Das Amtsgericht Evelpidon in Athen

Vor kurzem habe ich einen Blogbeitrag über die griechische Justiz geschrieben und die Frage gestellt: Korrupt oder Rechtsstaat?

Gericht in der Evelpidon – Δικαστήρια Ευελπίδων

Ich habe eine sehr unterschiedliche Resonanz auf diesen Artikel bekommen.

Von einer in Athen lebenden Bekannten bin ich auf deren Amtsgericht (so heißt die 1. Instanz in Zivil- und Strafsachen in Deutschland) aufmerksam gemacht worden. Auf Griechisch heißt das Protodikeio (Πρωτοδικείο), was mit „Gericht erster Instanz“ übersetzt werden kann. Spricht man von den Gerichtsständen in der Evelpidon (Δικαδτήρια Εωελπίδων), dann weiß jeder in Athen, welche Gebäude gemeint sind.

Auf der Homepage des Gerichts erfährt man mehr darüber. Danach bearbeiten 400 Richter am Gericht 1. Instanz von Athen etwa 200.000 Fälle im Jahr. Unterstützt werden sie durch 420 Justizbeamte.

Das bedeutet, dass jeder Richter ein Pensum von 500 Gerichtsverfahren im Jahr zu erledigen hat.

Aktuelle Zahlen aus Deutschland habe ich dazu nicht gefunden. 2004 berichtete die Welt, dass ein Amtsrichter in Zivilsachen etwa 643 Verfahren im Jahr zu bearbeiten hat, ein Strafrichter 445 Verfahren und in den (rechtlich meist eher einfachen) Bußgeldsachen kommen 830 Verfahren im Jahr zusammen.

Zu den Zahlen aus 2018 hat die Legal Times Online einen Bericht gemacht. In Nordrhein-Westfalen hatten die Strafrichter am Amtsgericht im Durchschnitt 417,6 Fälle im Jahr zu bearbeiten, die Amtsrichter in Hamburg dagegen nur 289 Fälle im Jahr. In Bremen hatten die Zivilrichter pro Jahr 605,4 Fälle zu bearbeiten, in Sachsen waren es nur 462,7 Fälle.

Die Zahlen des Gerichts erster Instanz in Athen waren nicht näher nach Straf- und Zivilsachen aufgeschlüsselt. Rein aus dem Bauch heraus meine ich aber, dass die Arbeitsbelastung in etwa vergleichbar mit dem Pensum sein dürfte, das deutsche Amtsrichter zu bewältigen haben.

griechischer Gerichtssaal

Ob die Arbeitsbedingungen und die Ausstattung vergleichbar sind, kann ich aus eigener Kenntnis nicht beurteilen. Meine Bekannte hat mir auch Fotos aus den dortigen Gerichtssälen geschickt. Das sieht meiner Meinung nach sehr ordentlich aus.

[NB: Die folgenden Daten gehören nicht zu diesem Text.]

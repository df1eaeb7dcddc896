use chrono::{DateTime, Local};

/// Source of the generation timestamp embedded in reports and artifact names.
pub trait Clock {
    fn now(&self) -> DateTime<Local>;
}

#[derive(Debug, Default, Clone, Copy)]
pub struct SystemClock;

impl Clock for SystemClock {
    fn now(&self) -> DateTime<Local> {
        Local::now()
    }
}

/// Always returns the same instant
#[derive(Debug, Clone, Copy)]
pub struct FixedClock(pub DateTime<Local>);

impl Clock for FixedClock {
    fn now(&self) -> DateTime<Local> {
        self.0
    }
}
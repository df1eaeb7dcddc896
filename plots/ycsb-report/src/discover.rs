use std::{
    fs::read_dir,
    path::{Path, PathBuf},
};

use eyre::{Context, Result};
use tracing::{debug, warn};

/// The files belonging to one run.
///
/// `<name><log_suffix>` is the workload log, `<name><stats_suffix>` in the
/// same directory is its optional server stats dump.
#[derive(Debug, Clone, PartialEq, Eq)]
pub struct RunFiles {
    pub name: String,
    pub log_path: PathBuf,
    pub stats_path: PathBuf,
}

impl RunFiles {
    /// `None` unless the file name ends with `log_suffix` and has a
    /// non-empty run name before it
    pub fn from_log_path(log_path: &Path, log_suffix: &str, stats_suffix: &str) -> Option<Self> {
        let file_name = log_path.file_name()?.to_str()?;
        let name = file_name.strip_suffix(log_suffix)?;
        if name.is_empty() {
            return None;
        }
        let dir = log_path.parent().unwrap_or_else(|| Path::new(""));
        Some(Self {
            name: name.to_owned(),
            log_path: log_path.to_path_buf(),
            stats_path: dir.join(format!("{name}{stats_suffix}")),
        })
    }

    /// The companion stats dump, if it exists on disk
    pub fn stats_file(&self) -> Option<&Path> {
        self.stats_path.exists().then_some(self.stats_path.as_path())
    }
}

/// All runs in `dir`, ordered by file name
pub fn discover_runs(dir: &Path, log_suffix: &str, stats_suffix: &str) -> Result<Vec<RunFiles>> {
    let mut runs = Vec::new();
    for entry in read_dir(dir).context(format!("List results directory {}", dir.display()))? {
        let path = entry?.path();
        if !path.is_file() {
            continue;
        }
        if path.file_name().and_then(|n| n.to_str()).is_none() {
            warn!("Skipping non UTF-8 file name {}", path.display());
            continue;
        }
        if let Some(run) = RunFiles::from_log_path(&path, log_suffix, stats_suffix) {
            debug!("Found run {} at {}", run.name, run.log_path.display());
            runs.push(run);
        }
    }
    runs.sort_by(|a, b| a.log_path.cmp(&b.log_path));
    Ok(runs)
}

Die fachlichen Anforderungen an Richter in Griechenland sind hoch. Voraussetzung ist ein Jurastudium. Anschließend arbeiten die jungen Juristen zunächst als Anwalt. Mit einem Mindestalter von 27 Jahren und zwei Jahren Berufspraxis als Anwalt können die Juristen eine Aufnahmeprüfung an der Nationalen griechischen Richterschule (Εθνική Σχολή Δικαστικών Λειτουργών) ablegen. Wenn diese Schule absolviert ist, dürfen die Kandidaten als Richter an einem der staatlichen Gerichte Griechenlands arbeiten.

Wer sich selbst ein Bild von der Arbeit des Gerichts machen möchte, sollte einfach mal hingehen und den Verhandlungen beiwohnen. Wie in Deutschland auch sind Gerichtsverhandlungen in Griechenland grundsätzlich öffentlich.

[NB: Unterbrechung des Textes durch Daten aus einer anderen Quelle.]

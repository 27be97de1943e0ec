//! Structured logging initialization.
//!
//! Every component logs through `tracing`; this module wires a
//! `tracing-subscriber` registry for binaries and tests that want output.
//!
//! ## Environment Variables
//!
//! - `NAVR_LOG_LEVEL`: trace/debug/info/warn/error (default `info`); `RUST_LOG` wins if set
//! - `NAVR_LOG_FORMAT`: `json` or `pretty` (default `pretty`)
//! - `NAVR_LOG_FILTER`: extra comma-separated directives, e.g. `navroute::tree=debug`
//! - `NAVR_LOG_LOCATION`: `true` to include file:line

use anyhow::{Context, Result};
use std::env;
use tracing_subscriber::layer::SubscriberExt;
use tracing_subscriber::util::SubscriberInitExt;
use tracing_subscriber::{EnvFilter, Layer};

/// Log format: JSON for machines, pretty-print for humans
#[derive(Debug, Clone, Copy, PartialEq, Eq)]
pub enum LogFormat {
    Json,
    Pretty,
}

impl LogFormat {
    #[must_use]
    pub fn parse(s: &str) -> Self {
        match s.to_lowercase().as_str() {
            "json" => LogFormat::Json,
            _ => LogFormat::Pretty,
        }
    }
}

/// Logging configuration
#[derive(Debug, Clone, PartialEq, Eq)]
pub struct LogConfig {
    /// Log level: trace/debug/info/warn/error
    pub log_level: String,
    /// Log format: json/pretty
    pub format: LogFormat,
    /// Additional filter directives (comma-separated)
    pub target_filter: Option<String>,
    /// Include file:line location
    pub include_location: bool,
}

impl Default for LogConfig {
    fn default() -> Self {
        Self {
            log_level: "info".to_string(),
            format: LogFormat::Pretty,
            target_filter: None,
            include_location: false,
        }
    }
}

impl LogConfig {
    /// Parse configuration from environment variables with defaults
    #[must_use]
    pub fn from_env() -> Self {
        Self {
            log_level: env::var("NAVR_LOG_LEVEL").unwrap_or_else(|_| "info".to_string()),
            format: LogFormat::parse(
                &env::var("NAVR_LOG_FORMAT").unwrap_or_else(|_| "pretty".to_string()),
            ),
            target_filter: env::var("NAVR_LOG_FILTER").ok().filter(|s| !s.is_empty()),
            include_location: env::var("NAVR_LOG_LOCATION")
                .map(|v| v.eq_ignore_ascii_case("true") || v == "1")
                .unwrap_or(false),
        }
    }

    /// Override the level, e.g. from a `--verbose` flag.
    #[must_use]
    pub fn with_level(mut self, level: impl Into<String>) -> Self {
        self.log_level = level.into();
        self
    }
}

fn build_filter(config: &LogConfig) -> EnvFilter {
    let mut env_filter = EnvFilter::try_from_default_env()
        .unwrap_or_else(|_| EnvFilter::new(config.log_level.as_str()));

    if let Some(target_filter) = &config.target_filter {
        for filter in target_filter.split(',') {
            let filter = filter.trim();
            if filter.is_empty() {
                continue;
            }
            if let Ok(directive) = filter.parse() {
                env_filter = env_filter.add_directive(directive);
            } else {
                eprintln!("Warning: Invalid log filter directive: {}", filter);
            }
        }
    }
    env_filter
}

/// Install the global subscriber.
///
/// # Errors
///
/// Fails if a global subscriber is already installed.
pub fn init_logging(config: &LogConfig) -> Result<()> {
    let registry = tracing_subscriber::registry().with(build_filter(config));

    let fmt_layer = match config.format {
        LogFormat::Json => tracing_subscriber::fmt::layer()
            .json()
            .with_current_span(true)
            .with_target(true)
            .with_file(config.include_location)
            .with_line_number(config.include_location)
            .with_writer(std::io::stderr)
            .boxed(),
        LogFormat::Pretty => tracing_subscriber::fmt::layer()
            .compact()
            .with_target(true)
            .with_file(config.include_location)
            .with_line_number(config.include_location)
            .with_writer(std::io::stderr)
            .boxed(),
    };

    registry
        .with(fmt_layer)
        .try_init()
        .context("Failed to initialize logging")?;
    Ok(())
}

Interessant ist es aber auch, sich die Rezensionen in Google anzuschauen. Es liegt in der Natur der Sache, dass es ein Gericht nicht allen an einem Fall beteiligten Parteien Recht machen kann. Und wer unzufrieden ist, wird sich eher negativ in einer Rezension äußern und seinen Frust ablassen als jemand, der schnell und unkompliziert zu seinem Recht gekommen ist. Denn der wird möglicherwiese gar nicht erst auf die Idee kommen, eine Rezension in Google zu schreiben.

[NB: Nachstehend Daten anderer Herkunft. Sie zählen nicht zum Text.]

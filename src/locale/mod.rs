//! # Locale Module
//!
//! Localized navigation: the same route tree, reachable under translated path
//! segments in every supported locale.
//!
//! ## Overview
//!
//! - [`localize`] rewrites the literal segments of a tree once per locale,
//!   producing structurally identical copies that share node ids
//! - [`LocaleRouter`] registers those copies, tracks the active locale and
//!   re-resolves the current position when the locale changes
//! - [`SegmentTranslator`] is the boundary to the host's text-lookup service;
//!   [`TranslationTable`] is an in-memory implementation
//!
//! Matching semantics are the same in every locale: only the literal strings
//! being compared change.
//!
//! ## Example
//!
//! ```rust
//! use std::sync::Arc;
//! use navroute::locale::{LocaleConfig, LocaleRouter, TranslationTable};
//! use navroute::tree::{build_tree, RouteDecl};
//!
//! let tree = build_tree(&[RouteDecl::view("home", "Home")]).unwrap();
//! let mut table = TranslationTable::new();
//! table.insert("fr", "home", "accueil");
//!
//! let config = LocaleConfig {
//!     locales: vec!["en".into(), "fr".into()],
//!     ..LocaleConfig::default()
//! };
//! let router = LocaleRouter::new(&tree, Arc::new(table), config).unwrap();
//!
//! let en = router.resolve("home").unwrap();
//! let fr = router.switch_locale("fr", Some(&en.route)).unwrap().unwrap();
//! assert_eq!(fr.url, "accueil");
//! assert_eq!(fr.route.route, en.route.route);
//! ```

mod rewriter;
mod router;
mod translator;

pub use rewriter::localize;
pub use router::{LocaleConfig, LocaleRouter, LocalizedMatch};
pub use translator::{IdentityTranslator, SegmentTranslator, TranslationTable, DEFAULT_KEY_PREFIX};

Auf einen direkten Link zu den Rezensionen verzichte ich bewusst. Wenn man sich die Lage des Gerichts erster Instanz auf Google Maps anschaut und auf die einzelnen Gerichtsgebäude klickt, sieht man teils recht interessante Rückmeldungen der Bürger über ihre Erfahrungen dort.